Bühne frei für Myleus torquatus


Die Bestimmung der von mir in diesem Jahr erstandenen sechs Myleus-Exemplare hat sich als langwierige Schnitzeljagd mit immer neuen, teils auch falschen Fährten erwiesen. Dennoch, das Rätsel ist gelöst. Bei meinen Tieren handelt es sich um Myleus torquatus (KNER, 1858).

Weibchen von Myleus torquatus. Foto: Enrico Richter.

Anhand des Géry (1977) hatten sich die Fische nicht ganz eindeutig identifizieren lassen. Eine visuelle Bestimmung der Tiere anhand dieses Buches ist auch deshalb nicht ganz einfach, weil dort überwiegend junge oder halbwüchsige Tiere abgebildet sind.
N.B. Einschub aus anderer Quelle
//! Shared fixtures for integration tests.

use assert_cmd::Command;
use image::RgbaImage;
use std::path::Path;

use textimg::render::{EmojiCompositor, Face};
use textimg::{prepare_lines, render_lines, Assembled, RenderConfig, Rgba};

/// Environment variables cleared before running the binary.
const TEXTIMG_ENV: &[&str] = &[
    "TEXTIMG_OUTPUT_DIR",
    "TEXTIMG_FONT_FILE",
    "TEXTIMG_EMOJI_DIR",
    "TEXTIMG_EMOJI_FONT_FILE",
    "RUST_LOG",
];

/// Deterministic face: every visible glyph is a 5x8 block above the baseline.
pub struct BlockFace;

impl Face for BlockFace {
    fn ascent(&self) -> f32 {
        16.0
    }

    fn descent(&self) -> f32 {
        4.0
    }

    fn draw_glyph(&self, c: char, x: f32, baseline: f32, plot: &mut dyn FnMut(i32, i32, f32)) {
        if c.is_whitespace() {
            return;
        }
        for dy in 1..=8 {
            for dx in 0..5 {
                plot(x as i32 + dx, baseline as i32 - dy, 1.0);
            }
        }
    }
}

/// Prepare and render `lines` with [`BlockFace`] and no emoji.
pub fn render(lines: &[&str], config: &RenderConfig) -> Assembled {
    render_with_emoji(lines, config, &EmojiCompositor::plain())
}

pub fn render_with_emoji(
    lines: &[&str],
    config: &RenderConfig,
    emoji: &EmojiCompositor<'_>,
) -> Assembled {
    let lines: Vec<String> = lines.iter().map(|s| s.to_string()).collect();
    let prepared = prepare_lines(&lines, None).unwrap();
    render_lines(&prepared, config, &BlockFace, emoji).unwrap()
}

pub fn pixel(image: &RgbaImage, x: u32, y: u32) -> Rgba {
    let [r, g, b, a] = image.get_pixel(x, y).0;
    Rgba::new(r, g, b, a)
}

/// The textimg binary with a clean environment and config directory.
pub fn textimg(home: &Path) -> Command {
    let mut cmd = Command::cargo_bin("textimg").unwrap();
    for name in TEXTIMG_ENV {
        cmd.env_remove(name);
    }
    cmd.env("HOME", home).env("XDG_CONFIG_HOME", home.join(".config"));
    cmd
}
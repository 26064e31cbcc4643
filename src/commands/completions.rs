//! Shell completion script generation.

use anyhow::Result;
use clap::CommandFactory;
use clap_complete::{generate, Shell};

use textimg::cli::Cli;

/// Print the completion script for `shell` to stdout.
#[cfg(not(tarpaulin_include))]
pub fn handle(shell: Shell) -> Result<()> {
    let mut cmd = Cli::command();
    let name = cmd.get_name().to_string();
    generate(shell, &mut cmd, name, &mut std::io::stdout());
    Ok(())
}
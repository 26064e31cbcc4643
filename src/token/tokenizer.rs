//! Escape sequence tokenizer.
//!
//! Scans input left to right in a single pass:
//! - `ESC [ <digits and ;> m` is an SGR color sequence and becomes color tokens
//! - `ESC [ <digits> <A-H f J K S T>` is a cursor/erase sequence and is dropped
//! - any other `ESC [` is not a sequence: the `ESC` is dropped and the rest
//!   continues as literal text
//! - everything else up to the next `ESC [` is one text run

use crate::color::{ansi_color, palette256, Rgba};
use crate::error::{Error, Result};

use super::{ColorType, Token, Tokens};

const CSI: &str = "\x1b[";

/// Final bytes of the non-color control sequences that are recognized and discarded.
const CONTROL_FINALS: &[u8] = b"ABCDEFGHfJKST";

/// Extended color selector following `38`/`48`.
const EXTENDED_RGB: u32 = 2;
const EXTENDED_256: u32 = 5;

/// Tokenize text containing ANSI color escape sequences.
///
/// Only a malformed extended color (`38`/`48` not followed by a valid
/// `2;r;g;b` or `5;n` tail) is an error. Other unsupported or incomplete
/// sequences degrade to literal text.
pub fn tokenize(input: &str) -> Result<Tokens> {
    let mut tokens = Tokens::new();
    let mut rest = input;

    while !rest.is_empty() {
        if let Some((params, len)) = match_color_sequence(rest) {
            push_sgr(&mut tokens, params)?;
            rest = &rest[len..];
        } else if let Some(len) = match_control_sequence(rest) {
            rest = &rest[len..];
        } else if rest.starts_with(CSI) {
            // Unsupported or incomplete CSI: drop the ESC, keep the rest as text.
            let after_esc = &rest[1..];
            let end = next_csi(after_esc, 1);
            tokens.push(Token::text(&after_esc[..end]));
            rest = &after_esc[end..];
        } else {
            let end = next_csi(rest, 0);
            tokens.push(Token::text(&rest[..end]));
            rest = &rest[end..];
        }
    }

    Ok(tokens)
}

/// Byte offset of the next `ESC [` at or after `from`, or the end of `s`.
fn next_csi(s: &str, from: usize) -> usize {
    s.get(from..)
        .and_then(|tail| tail.find(CSI))
        .map_or(s.len(), |i| i + from)
}

/// Match `ESC [ [0-9;]* m` at the start of `s`.
///
/// Returns the parameter section and the full sequence length in bytes.
fn match_color_sequence(s: &str) -> Option<(&str, usize)> {
    let body = s.strip_prefix(CSI)?;
    let params_len = body
        .bytes()
        .take_while(|b| b.is_ascii_digit() || *b == b';')
        .count();
    if body.as_bytes().get(params_len) != Some(&b'm') {
        return None;
    }
    Some((&body[..params_len], CSI.len() + params_len + 1))
}

/// Match `ESC [ [0-9]* <final>` for the discarded control sequences.
fn match_control_sequence(s: &str) -> Option<usize> {
    let body = s.strip_prefix(CSI)?;
    let digits = body.bytes().take_while(u8::is_ascii_digit).count();
    let final_byte = body.as_bytes().get(digits)?;
    CONTROL_FINALS
        .contains(final_byte)
        .then_some(CSI.len() + digits + 1)
}

/// Numeric value of a parameter made of ASCII digits, saturating on overflow.
///
/// Leading zeros are allowed (`"031"` is 31).
fn param_value(param: &str) -> u32 {
    param.bytes().fold(0u32, |acc, b| {
        acc.saturating_mul(10)
            .saturating_add(u32::from(b - b'0'))
    })
}

/// Clamp a parameter to a color channel, as 8-bit parsing with saturation does.
fn channel(param: &str) -> u8 {
    u8::try_from(param_value(param)).unwrap_or(u8::MAX)
}

/// Walk the `;`-separated SGR parameters and push their color tokens.
fn push_sgr(tokens: &mut Tokens, params: &str) -> Result<()> {
    let parts: Vec<&str> = params.split(';').collect();
    let mut i = 0;

    while i < parts.len() {
        let param = parts[i];
        i += 1;

        if param.is_empty() {
            tokens.push(Token::reset());
            continue;
        }

        let n = param_value(param);
        match n {
            0..=9 => {
                if let Some(attr) = ColorType::from_attribute(n) {
                    tokens.push(Token::Color(attr));
                }
            }
            30..=37 | 90..=97 => {
                if let Some(color) = ansi_color(n) {
                    tokens.push(Token::foreground(color));
                }
            }
            40..=47 | 100..=107 => {
                if let Some(color) = ansi_color(n) {
                    tokens.push(Token::background(color));
                }
            }
            38 | 48 => {
                let (color, consumed) = extended_color(params, &parts[i..])?;
                i += consumed;
                tokens.push(if n == 38 {
                    Token::foreground(color)
                } else {
                    Token::background(color)
                });
            }
            _ => {}
        }
    }

    Ok(())
}

/// Parse the tail of a `38`/`48` prefix.
///
/// Returns the color and how many parameters after the prefix were consumed.
fn extended_color(sequence: &str, tail: &[&str]) -> Result<(Rgba, usize)> {
    let malformed = || Error::Parse {
        sequence: sequence.to_string(),
    };
    let arg = |i: usize| {
        tail.get(i)
            .copied()
            .filter(|p| !p.is_empty())
            .ok_or_else(malformed)
    };

    match param_value(arg(0)?) {
        EXTENDED_256 => Ok((palette256(channel(arg(1)?)), 2)),
        EXTENDED_RGB => {
            let color = Rgba::rgb(channel(arg(1)?), channel(arg(2)?), channel(arg(3)?));
            Ok((color, 4))
        }
        _ => Err(malformed()),
    }
}
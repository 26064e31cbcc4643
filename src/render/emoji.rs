//! Emoji compositor: decides how a single character is painted.
//!
//! A character with a matching `emoji_uXXXX.png` in the emoji directory is
//! drawn from that image (or from the emoji font when requested). Everything
//! else is an ordinary glyph from the primary face.

use std::cell::RefCell;
use std::collections::HashMap;
use std::path::{Path, PathBuf};

use image::imageops::{self, FilterType};
use image::RgbaImage;
use tracing::warn;

use super::canvas::Canvas;
use super::font::Face;
use crate::color::Rgba;

/// Characters that Unicode classifies as emoji but that render as text.
const TEXT_PRESENTATION: &[char] = &[
    '0', '1', '2', '3', '4', '5', '6', '7', '8', '9', '#', '*', '\u{a9}', '\u{ae}',
];

/// Emoji images are scaled to this fraction of the line's ascent + descent.
const EMOJI_SCALE: f32 = 0.9;

/// How a character will be painted.
#[derive(Debug, Clone, PartialEq, Eq)]
pub enum GlyphSource {
    /// Ordinary glyph from the primary face.
    Font,
    /// Glyph from the emoji face.
    EmojiFont,
    /// Raster image at the given path.
    EmojiImage(PathBuf),
}

/// `true` for code points that always render as plain text.
pub fn is_text_presentation(c: char) -> bool {
    TEXT_PRESENTATION.contains(&c)
}

/// Path of the emoji image for `c` inside `dir`, e.g. `emoji_u1f363.png`.
pub fn asset_path(dir: &Path, c: char) -> PathBuf {
    dir.join(format!("emoji_u{:04x}.png", u32::from(c)))
}

/// Paints characters, substituting emoji images or the emoji face.
pub struct EmojiCompositor<'a> {
    emoji_dir: Option<PathBuf>,
    emoji_face: Option<&'a dyn Face>,
    use_emoji_font: bool,
    // Per-character lookups, so the emoji directory is checked once per char.
    sources: RefCell<HashMap<char, GlyphSource>>,
    // Decoded and scaled images, `None` when decoding failed.
    cache: RefCell<HashMap<char, Option<RgbaImage>>>,
}

impl<'a> EmojiCompositor<'a> {
    pub fn new(
        emoji_dir: Option<PathBuf>,
        emoji_face: Option<&'a dyn Face>,
        use_emoji_font: bool,
    ) -> Self {
        Self {
            emoji_dir,
            emoji_face,
            use_emoji_font,
            sources: RefCell::new(HashMap::new()),
            cache: RefCell::new(HashMap::new()),
        }
    }

    /// A compositor that never substitutes anything.
    pub fn plain() -> Self {
        Self::new(None, None, false)
    }

    /// Decide how `c` should be painted. The answer is remembered for the
    /// lifetime of the compositor.
    pub fn classify(&self, c: char) -> GlyphSource {
        self.sources
            .borrow_mut()
            .entry(c)
            .or_insert_with(|| self.lookup(c))
            .clone()
    }

    fn lookup(&self, c: char) -> GlyphSource {
        if is_text_presentation(c) {
            return GlyphSource::Font;
        }
        let Some(dir) = self.emoji_dir.as_deref() else {
            return GlyphSource::Font;
        };
        let path = asset_path(dir, c);
        if !path.is_file() {
            return GlyphSource::Font;
        }
        if self.use_emoji_font {
            GlyphSource::EmojiFont
        } else {
            GlyphSource::EmojiImage(path)
        }
    }

    /// Paint `c` with its origin at `(x, baseline)`.
    ///
    /// Asset problems never fail the render: an undecodable image is logged
    /// and the character is drawn as a plain glyph instead.
    pub fn paint(
        &self,
        canvas: &mut Canvas,
        c: char,
        x: u32,
        baseline: u32,
        fg: Rgba,
        face: &dyn Face,
    ) {
        match self.classify(c) {
            GlyphSource::Font => paint_glyph(canvas, face, c, x, baseline, fg),
            GlyphSource::EmojiFont => {
                let emoji_face = self.emoji_face.unwrap_or(face);
                paint_glyph(canvas, emoji_face, c, x, baseline, fg);
            }
            GlyphSource::EmojiImage(path) => match self.scaled_image(c, &path, face) {
                Some(image) => {
                    // Bottom edge on the baseline.
                    let top = i64::from(baseline) - i64::from(image.height());
                    canvas.overlay(&image, i64::from(x), top);
                }
                None => paint_glyph(canvas, face, c, x, baseline, fg),
            },
        }
    }

    fn scaled_image(&self, c: char, path: &Path, face: &dyn Face) -> Option<RgbaImage> {
        self.cache
            .borrow_mut()
            .entry(c)
            .or_insert_with(|| load_scaled(path, emoji_size(face)))
            .clone()
    }
}

/// Side length of a scaled emoji for `face`.
pub fn emoji_size(face: &dyn Face) -> u32 {
    let size = (face.ascent().floor() + face.descent().floor()) * EMOJI_SCALE;
    size.max(1.0) as u32
}

fn load_scaled(path: &Path, size: u32) -> Option<RgbaImage> {
    match image::open(path) {
        Ok(img) => Some(imageops::resize(
            &img.to_rgba8(),
            size,
            size,
            FilterType::Triangle,
        )),
        Err(e) => {
            warn!("Failed to decode emoji image {}: {}", path.display(), e);
            None
        }
    }
}

fn paint_glyph(canvas: &mut Canvas, face: &dyn Face, c: char, x: u32, baseline: u32, fg: Rgba) {
    face.draw_glyph(c, x as f32, baseline as f32, &mut |px, py, coverage| {
        canvas.blend_pixel(px, py, fg, coverage);
    });
}
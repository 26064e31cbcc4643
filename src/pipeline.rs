//! The text-to-image pipeline: option resolution, input preparation and
//! rendering.

use std::path::PathBuf;

use chrono::{DateTime, Local};
use tracing::debug;

use crate::animation::{assemble, AnimationSettings, Assembled};
use crate::cli::Cli;
use crate::color::{parse_color_option, Rgba};
use crate::config::{Config, EnvVars, SHELLGEI_EMOJI_FONT};
use crate::error::{Error, Result};
use crate::output::path::{shellgei_image_path, with_number_suffix, with_timestamp};
use crate::output::OutputFormat;
use crate::render::{EmojiCompositor, Face, RenderConfig, Renderer, ResizeTarget};
use crate::slide::SlideWindow;
use crate::text::{is_blank_input, normalize_lines};
use crate::token::{tokenize, Tokens};

/// Fully resolved options for one run.
#[derive(Debug, Clone, PartialEq, Eq)]
pub struct Options {
    pub foreground: Rgba,
    pub background: Rgba,
    pub font_file: Option<PathBuf>,
    pub font_index: u32,
    pub emoji_font_file: Option<PathBuf>,
    pub emoji_font_index: u32,
    pub emoji_dir: Option<PathBuf>,
    pub use_emoji_font: bool,
    pub font_size: u32,
    /// `None` writes to standard output.
    pub output: Option<PathBuf>,
    pub animation: Option<AnimationSettings>,
    pub slide: Option<SlideWindow>,
    pub resize: Option<ResizeTarget>,
}

impl Options {
    /// Merge the command line, environment and config file.
    ///
    /// `now` is used for `--timestamp`.
    pub fn resolve(cli: &Cli, env: &EnvVars, config: &Config, now: &DateTime<Local>) -> Result<Self> {
        let animating = cli.animation || cli.slide;

        let mut output = if cli.shellgei_imagedir {
            Some(shellgei_image_path(env.output_dir.as_deref(), animating)?)
        } else {
            cli.out.clone()
        };
        if cli.timestamp {
            output = output.map(|path| with_timestamp(&path, now));
        }
        if cli.numbering {
            output = output.map(|path| with_number_suffix(&path));
        }

        let (emoji_font_file, use_emoji_font) = if cli.shellgei_emoji_fontfile {
            (Some(PathBuf::from(SHELLGEI_EMOJI_FONT)), true)
        } else {
            (
                cli.emoji_font_file
                    .clone()
                    .or_else(|| env.emoji_font_file.clone())
                    .or_else(|| config.emoji_font_file.clone()),
                cli.use_emoji_font,
            )
        };

        let foreground = parse_color_option(cli.foreground.as_deref().unwrap_or(config.foreground()))?;
        let background = parse_color_option(cli.background.as_deref().unwrap_or(config.background()))?;

        let line_count = cli.line_count.unwrap_or(config.line_count());
        let delay = cli.delay.unwrap_or(config.delay());
        let animation = animating.then(|| AnimationSettings::new(line_count, delay));
        let slide = cli
            .slide
            .then(|| SlideWindow::new(line_count.max(1), cli.slide_width, cli.forever));

        let resize = if cli.icon {
            Some(ResizeTarget::ICON)
        } else {
            ResizeTarget::new(cli.resize_width, cli.resize_height)
        };

        Ok(Self {
            foreground,
            background,
            font_file: cli
                .font_file
                .clone()
                .or_else(|| env.font_file.clone())
                .or_else(|| config.font_file.clone()),
            font_index: cli.font_index.unwrap_or(config.font_index()),
            emoji_font_file,
            emoji_font_index: cli.emoji_font_index.unwrap_or(config.emoji_font_index()),
            emoji_dir: cli
                .emoji_dir
                .clone()
                .or_else(|| env.emoji_dir.clone())
                .or_else(|| config.emoji_dir.clone()),
            use_emoji_font,
            font_size: cli.font_size.unwrap_or(config.font_size()),
            output,
            animation,
            slide,
            resize,
        })
    }

    /// Encoding format, from the output extension or the stdout default.
    pub fn output_format(&self) -> Result<OutputFormat> {
        match &self.output {
            Some(path) => OutputFormat::from_path(path),
            None => Ok(OutputFormat::for_stdout(self.animation.is_some())),
        }
    }

    pub fn render_config(&self) -> RenderConfig {
        RenderConfig {
            foreground: self.foreground,
            background: self.background,
            font_size: self.font_size,
            animation: self.animation,
            resize: self.resize,
        }
    }
}

/// Validate, slide and normalize input lines.
///
/// Fails with [`Error::EmptyInput`] when every line is empty, or when the
/// slide window is larger than the input so no window could be built.
pub fn prepare_lines(lines: &[String], slide: Option<SlideWindow>) -> Result<Vec<String>> {
    if is_blank_input(lines) {
        return Err(Error::EmptyInput);
    }
    let lines = match slide {
        Some(window) => {
            let slid = window.apply(lines);
            debug!(before = lines.len(), after = slid.len(), "Applied slide window");
            slid
        }
        None => lines.to_vec(),
    };
    if is_blank_input(&lines) {
        return Err(Error::EmptyInput);
    }
    Ok(normalize_lines(&lines))
}

/// Tokenize prepared lines as one newline-joined text.
pub fn tokenize_lines(lines: &[String]) -> Result<Tokens> {
    let tokens = tokenize(&lines.join("\n"))?;
    debug!(lines = lines.len(), tokens = tokens.len(), "Tokenized input");
    Ok(tokens)
}

/// Render tokens and assemble the result.
pub fn render_tokens(
    tokens: &Tokens,
    config: &RenderConfig,
    face: &dyn Face,
    emoji: &EmojiCompositor<'_>,
) -> Assembled {
    let frames = Renderer::new(config, face, emoji).render(tokens);
    assemble(frames, config.animation)
}

/// Tokenize, render and assemble prepared lines.
pub fn render_lines(
    lines: &[String],
    config: &RenderConfig,
    face: &dyn Face,
    emoji: &EmojiCompositor<'_>,
) -> Result<Assembled> {
    let tokens = tokenize_lines(lines)?;
    Ok(render_tokens(&tokens, config, face, emoji))
}
//! Font faces used to rasterize glyphs.
//!
//! The renderer only talks to the [`Face`] trait. [`FontFace`] implements it
//! on top of `ab_glyph` for TrueType/OpenType files and collections.

use std::fs;
use std::path::{Path, PathBuf};

use ab_glyph::{point, Font, FontVec, PxScale, ScaleFont};
use tracing::{debug, info, warn};

use crate::error::{Error, Result};

/// Monospace face compiled into the binary, used when no font file loads.
const BUILTIN_FONT: &[u8] = include_bytes!("../../assets/DejaVuSansMono.ttf");

const BUILTIN_FONT_NAME: &str = "<built-in DejaVu Sans Mono>";

/// Anything that can report vertical metrics and rasterize a glyph.
pub trait Face {
    /// Distance from the baseline to the top of the tallest glyph, in pixels.
    fn ascent(&self) -> f32;

    /// Distance from the baseline to the bottom of the lowest glyph, in
    /// pixels. Positive below the baseline.
    fn descent(&self) -> f32;

    /// Rasterize `c` with its origin at `(x, baseline)`.
    ///
    /// `plot` receives absolute pixel coordinates and a coverage value in
    /// `0.0..=1.0` for each touched pixel.
    fn draw_glyph(&self, c: char, x: f32, baseline: f32, plot: &mut dyn FnMut(i32, i32, f32));
}

/// An outline font loaded from disk.
pub struct FontFace {
    font: FontVec,
    scale: PxScale,
    path: PathBuf,
}

impl FontFace {
    /// Parse font data. `index` selects a face inside a collection.
    ///
    /// `size` is the em size in pixels, so glyph sizes match what a terminal
    /// with the same point size would show.
    pub fn from_bytes(data: Vec<u8>, index: u32, size: f32, path: &Path) -> Result<Self> {
        let font = FontVec::try_from_vec_and_index(data, index).map_err(|e| Error::FontLoad {
            path: path.to_path_buf(),
            message: e.to_string(),
        })?;

        let scale = match font.units_per_em() {
            Some(units_per_em) if units_per_em > 0.0 => {
                PxScale::from(size * font.height_unscaled() / units_per_em)
            }
            _ => PxScale::from(size),
        };

        Ok(Self {
            font,
            scale,
            path: path.to_path_buf(),
        })
    }

    /// Read and parse a font file.
    pub fn open(path: &Path, index: u32, size: f32) -> Result<Self> {
        let data = fs::read(path).map_err(|e| Error::FontLoad {
            path: path.to_path_buf(),
            message: e.to_string(),
        })?;
        Self::from_bytes(data, index, size, path)
    }

    /// The face bundled with the binary.
    pub fn builtin(size: f32) -> Result<Self> {
        Self::from_bytes(BUILTIN_FONT.to_vec(), 0, size, Path::new(BUILTIN_FONT_NAME))
    }
}

impl std::fmt::Debug for FontFace {
    fn fmt(&self, f: &mut std::fmt::Formatter<'_>) -> std::fmt::Result {
        f.debug_struct("FontFace")
            .field("path", &self.path)
            .field("scale", &self.scale)
            .finish()
    }
}

impl Face for FontFace {
    fn ascent(&self) -> f32 {
        self.font.as_scaled(self.scale).ascent()
    }

    fn descent(&self) -> f32 {
        -self.font.as_scaled(self.scale).descent()
    }

    fn draw_glyph(&self, c: char, x: f32, baseline: f32, plot: &mut dyn FnMut(i32, i32, f32)) {
        let glyph = self
            .font
            .glyph_id(c)
            .with_scale_and_position(self.scale, point(x, baseline));

        if let Some(outlined) = self.font.outline_glyph(glyph) {
            let bounds = outlined.px_bounds();
            let (left, top) = (bounds.min.x as i32, bounds.min.y as i32);
            outlined.draw(|gx, gy, coverage| {
                plot(left + gx as i32, top + gy as i32, coverage);
            });
        }
    }
}

/// Fonts tried, in order, when no usable font file was given.
///
/// The platform's CJK-capable default comes first, then common monospace
/// fonts found on Linux distributions.
pub fn default_font_candidates() -> Vec<(PathBuf, u32)> {
    let mut candidates: Vec<(PathBuf, u32)> = Vec::new();

    if cfg!(target_os = "windows") {
        candidates.push((PathBuf::from(r"C:\Windows\Fonts\msgothic.ttc"), 0));
    } else if cfg!(target_os = "macos") {
        candidates.push((PathBuf::from("/System/Library/Fonts/AppleSDGothicNeo.ttc"), 0));
    } else if cfg!(target_os = "ios") {
        candidates.push((
            PathBuf::from("/System/Library/Fonts/Core/AppleSDGothicNeo.ttc"),
            0,
        ));
    } else if cfg!(target_os = "android") {
        candidates.push((PathBuf::from("/system/fonts/NotoSansCJK-Regular.ttc"), 5));
    } else {
        if Path::new("/proc/sys/fs/binfmt_misc/WSLInterop").exists() {
            candidates.push((PathBuf::from("/mnt/c/Windows/Fonts/msgothic.ttc"), 0));
        }
        candidates.push((
            PathBuf::from("/usr/share/fonts/opentype/noto/NotoSansCJK-Regular.ttc"),
            5,
        ));
        candidates.push((
            PathBuf::from("/usr/share/fonts/noto-cjk/NotoSansCJK-Regular.ttc"),
            5,
        ));
    }

    candidates.extend(
        [
            "/usr/share/fonts/truetype/dejavu/DejaVuSansMono.ttf",
            "/usr/share/fonts/TTF/DejaVuSansMono.ttf",
            "/usr/share/fonts/truetype/liberation/LiberationMono-Regular.ttf",
            "/usr/share/fonts/truetype/ubuntu/UbuntuMono-R.ttf",
            "/usr/share/fonts/truetype/freefont/FreeMono.ttf",
        ]
        .into_iter()
        .map(|p| (PathBuf::from(p), 0)),
    );

    candidates
}

/// Load the primary face.
///
/// A requested font that does not exist is reported and replaced by the
/// first loadable [`default_font_candidates`] entry, or by the built-in face
/// when none loads. A requested font that exists but cannot be parsed is an
/// error.
pub fn load_face(requested: Option<&Path>, index: u32, size: f32) -> Result<FontFace> {
    load_face_from(requested, index, size, &default_font_candidates())
}

fn load_face_from(
    requested: Option<&Path>,
    index: u32,
    size: f32,
    candidates: &[(PathBuf, u32)],
) -> Result<FontFace> {
    if let Some(path) = requested {
        if path.exists() {
            let face = FontFace::open(path, index, size)?;
            debug!(path = %path.display(), index, "Loaded font");
            return Ok(face);
        }
        warn!(
            "Font file {} does not exist, falling back to a system font",
            path.display()
        );
    }

    for (path, index) in candidates {
        if !path.exists() {
            continue;
        }
        match FontFace::open(path, *index, size) {
            Ok(face) => {
                info!("Loaded font: {}", path.display());
                return Ok(face);
            }
            Err(e) => debug!("Skipping fallback font: {}", e),
        }
    }

    warn!("No system font found, using the built-in font");
    FontFace::builtin(size)
}

/// Load the optional emoji face. A missing file disables it with a warning.
pub fn load_emoji_face(requested: Option<&Path>, index: u32, size: f32) -> Result<Option<FontFace>> {
    let Some(path) = requested else {
        return Ok(None);
    };
    if !path.exists() {
        warn!(
            "Emoji font file {} does not exist, emoji font disabled",
            path.display()
        );
        return Ok(None);
    }
    let face = FontFace::open(path, index, size)?;
    debug!(path = %path.display(), index, "Loaded emoji font");
    Ok(Some(face))
}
Und ausgerechnet Myleus torquatus in schwarz-weiss! Die blau-graue Körperfärbung mit dem gelblichen Grundton der Flossen ist auf diese Weise freilich nicht erkennbar.

Immerhin wurde klar, dass das schwarze Band auf der Schwanzflosse und die schwarzen Flossensäume ein sicheres Kriterium bilden, um Myloplus (Myleus) rubripinnis und seine engsten Verwandten auszuschließen.

Verschiedene andere Rechercheansätze (->Myleus pacu) liefen ins Leere. Dank Enrico Richter ist mir das Jahrbuch 2009 von Aquarium Glaser in die Hände gefallen, wo diese Tiere abgebildet sind und als Myleus torquatus angesprochen werden. Diesmal war es eine farbige Abbildung, die auch die Gelbtöne der Tiere gut zur Geltung brachte. Das war der entscheidende Impuls, dieser Spur doch noch einmal nachzugehen.

Also habe ich nach der Erstbeschreibung bei Kner gesucht. Und tatsächlich, seine Beschreibung von Myletes torquatus passt sehr gut auf meine Fische. Und wenn man die Grafik mit dem Foto vergleicht, sind die Parallelen unverkennbar.

Die Farbbeschreibung wiederum ist etwas heikel. „Rücken bräunlich, Seiten und Bauch silberig, eine nach oben verschwindende schmale, dunkle Binde läuft vom Rücken gegen die Seiten herab und verliert sich über der Spitze der zurückgelegten Brustflosse….“ Diese Art Halskrause hat der Art den Namen torquatus eingetragen, das bedeutet soviel wie „der eine Halskette / gewundenes Halsband (lat. torquis) trägt“. Auf der Abbildung sieht man das ganz deutlich.

Die zuvor erwähnte bräunliche Färbung ist der Konservierung geschuldet und hat nichts weiter zu besagen. Allerdings fällt auf, dass der namensgebende Streifen am Hals der Tiere nicht mehr in Erscheinung tritt: Géry schreibt dazu: „The specimens captured after the types do not show the narrow humeral band described by Kner“, macht jedoch keinen Versuch der Erklärung.

Den Fischen ist der fehlende Streifen sicherlich egal. Sie schwimmen in meinem Becken und freuen sich des Lebens. Und ich bin froh, dass sie endlich einen richtigen Namen haben.